*** PROVIDED ENTRIES Section Begins ***

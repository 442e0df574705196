//! Published console state: connection status and device state

use super::liveness::LivenessState;
use crate::protocol::{DeviceState, StatusUpdate};
use chrono::{DateTime, Utc};
use serde::Serialize;
use tokio::sync::watch;

/// Connection Orchestrator states
#[derive(Debug, Clone, PartialEq, Eq, Serialize)]
#[serde(tag = "state", rename_all = "snake_case")]
pub enum ConsoleState {
    Unauthenticated,
    AcquiringCredentials,
    Signing,
    Connecting,
    Subscribing,
    Live,
    /// Live, but heartbeats are past the soft threshold and a resync was requested
    Degraded,
    Reconnecting { attempt: u32, delay_ms: u64 },
    /// Terminal until the operator re-authenticates
    CredentialFailed,
    /// Terminal: reconnect attempts exhausted or an unrecoverable signing failure
    ConnectFailed,
    /// Graceful closure not initiated by sign-out; no automatic retry
    Disconnected,
    /// Operator signed out
    Terminated,
}

impl ConsoleState {
    /// Operator-facing status label
    pub fn label(&self) -> String {
        match self {
            ConsoleState::Unauthenticated => "Not signed in".to_string(),
            ConsoleState::AcquiringCredentials => "Acquiring credentials".to_string(),
            ConsoleState::Signing => "Preparing connection".to_string(),
            ConsoleState::Connecting => "Connecting".to_string(),
            ConsoleState::Subscribing => "Subscribing".to_string(),
            ConsoleState::Live => "Connected".to_string(),
            ConsoleState::Degraded => "Connected (resyncing)".to_string(),
            ConsoleState::Reconnecting { delay_ms, .. } => format!(
                "Connection lost (retrying in {}s)",
                delay_ms.div_ceil(1000)
            ),
            ConsoleState::CredentialFailed => "Authorization error".to_string(),
            ConsoleState::ConnectFailed => "Connection failed".to_string(),
            ConsoleState::Disconnected => "Disconnected".to_string(),
            ConsoleState::Terminated => "Signed out".to_string(),
        }
    }

    /// Live or degraded: a session is up and commands may be issued
    pub fn is_live(&self) -> bool {
        matches!(self, ConsoleState::Live | ConsoleState::Degraded)
    }

    /// No automatic progress happens from here without operator action
    pub fn is_terminal(&self) -> bool {
        matches!(
            self,
            ConsoleState::CredentialFailed
                | ConsoleState::ConnectFailed
                | ConsoleState::Disconnected
                | ConsoleState::Terminated
        )
    }
}

/// Whether the named shadow answered
#[derive(Debug, Clone, Copy, PartialEq, Eq, Serialize)]
#[serde(rename_all = "snake_case")]
pub enum ShadowStatus {
    Unknown,
    Available,
    NotProvisioned,
}

/// Everything the operator surface shows about the connection
#[derive(Debug, Clone, PartialEq, Serialize)]
#[serde(rename_all = "camelCase")]
pub struct ConsoleStatus {
    pub state: ConsoleState,
    pub label: String,
    pub connected: bool,
    pub shadow: ShadowStatus,
    pub reconnect_attempts: u32,
    pub last_error: Option<String>,
    pub liveness: Option<LivenessState>,
    pub updated_at: DateTime<Utc>,
}

impl ConsoleStatus {
    pub fn initial(now: DateTime<Utc>) -> Self {
        let state = ConsoleState::Unauthenticated;
        Self {
            label: state.label(),
            state,
            connected: false,
            shadow: ShadowStatus::Unknown,
            reconnect_attempts: 0,
            last_error: None,
            liveness: None,
            updated_at: now,
        }
    }
}

/// Single-writer store for [`DeviceState`]
///
/// Readers hold a `watch::Receiver`; every write replaces the whole value.
pub struct DeviceStateStore {
    tx: watch::Sender<DeviceState>,
}

impl DeviceStateStore {
    pub fn new() -> Self {
        let (tx, _rx) = watch::channel(DeviceState::default());
        Self { tx }
    }

    /// Apply a status update and return the new state
    pub fn apply(&self, update: &StatusUpdate, now: DateTime<Utc>) -> DeviceState {
        let next = self.tx.borrow().applied(update, now);
        self.tx.send_replace(next.clone());
        next
    }

    pub fn current(&self) -> DeviceState {
        self.tx.borrow().clone()
    }

    pub fn subscribe(&self) -> watch::Receiver<DeviceState> {
        self.tx.subscribe()
    }

    pub fn reset(&self) {
        self.tx.send_replace(DeviceState::default());
    }
}

impl Default for DeviceStateStore {
    fn default() -> Self {
        Self::new()
    }
}
//! Command Dispatcher: operator "call" commands

use crate::clock::Clock;
use crate::protocol::CallCommand;
use crate::transport::{QoS, TransportError, TransportSession};
use std::collections::BTreeSet;
use std::sync::Arc;
use thiserror::Error;
use tracing::{info, warn};
use uuid::Uuid;

#[derive(Debug, Error, Clone, PartialEq)]
pub enum DispatchError {
    #[error("Not connected")]
    NotConnected,
    #[error("Unknown destination: {0:?}")]
    InvalidDestination(String),
    #[error("Command send failed: {0}")]
    Publish(TransportError),
}

/// `len` lowercase alphanumeric characters drawn from a v4 UUID
pub fn random_suffix(len: usize) -> String {
    Uuid::new_v4().simple().to_string().chars().take(len).collect()
}

pub struct CommandDispatcher {
    topic: String,
    destinations: BTreeSet<String>,
    clock: Arc<dyn Clock>,
    last_issued_ms: i64,
}

impl CommandDispatcher {
    pub fn new(topic: String, destinations: &[String], clock: Arc<dyn Clock>) -> Self {
        Self {
            topic,
            destinations: destinations.iter().cloned().collect(),
            clock,
            last_issued_ms: 0,
        }
    }

    pub fn is_known_destination(&self, destination: &str) -> bool {
        !destination.is_empty() && self.destinations.contains(destination)
    }

    /// `<millis>-<6 random chars>`; the millisecond part never repeats or goes backwards
    fn next_request_id(&mut self, now_ms: i64) -> String {
        let millis = now_ms.max(self.last_issued_ms + 1);
        self.last_issued_ms = millis;
        format!("{millis}-{}", random_suffix(6))
    }

    /// Publish a call command at QoS 1
    ///
    /// Fire-and-forget past the publish: no acknowledgement is tracked and a
    /// failed send is not retried.
    pub async fn issue_call(
        &mut self,
        session: &TransportSession,
        destination: &str,
    ) -> Result<CallCommand, DispatchError> {
        if !session.is_connected() {
            return Err(DispatchError::NotConnected);
        }
        if !self.is_known_destination(destination) {
            return Err(DispatchError::InvalidDestination(destination.to_string()));
        }

        let now_ms = self.clock.now().timestamp_millis();
        let command = CallCommand {
            request_id: self.next_request_id(now_ms),
            destination: destination.to_string(),
            issued_at: now_ms,
        };

        let payload = command.to_payload().map_err(|e| {
            DispatchError::Publish(TransportError::Publish {
                topic: self.topic.clone(),
                reason: e.to_string(),
            })
        })?;

        match session.publish(&self.topic, payload, QoS::AtLeastOnce).await {
            Ok(()) => {
                info!(
                    request_id = %command.request_id,
                    destination = %command.destination,
                    "Call command published"
                );
                Ok(command)
            }
            Err(TransportError::NotConnected) => Err(DispatchError::NotConnected),
            Err(e) => {
                warn!(request_id = %command.request_id, "Call command failed: {}", e);
                Err(DispatchError::Publish(e))
            }
        }
    }
}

*** PROVIDED ENTRIES Section Ends ***

◆ WORK INSTRUCTIONS: Using the records above, select and copy every line that has the word "derive".

◆ OUTPUT:
#[derive(Debug, Clone, PartialEq, Eq, Serialize)]
#[derive(Debug, Clone, Copy, PartialEq, Eq, Serialize)]
#[derive(Debug, Clone, PartialEq, Serialize)]
#[derive(Debug, Error, Clone, PartialEq)]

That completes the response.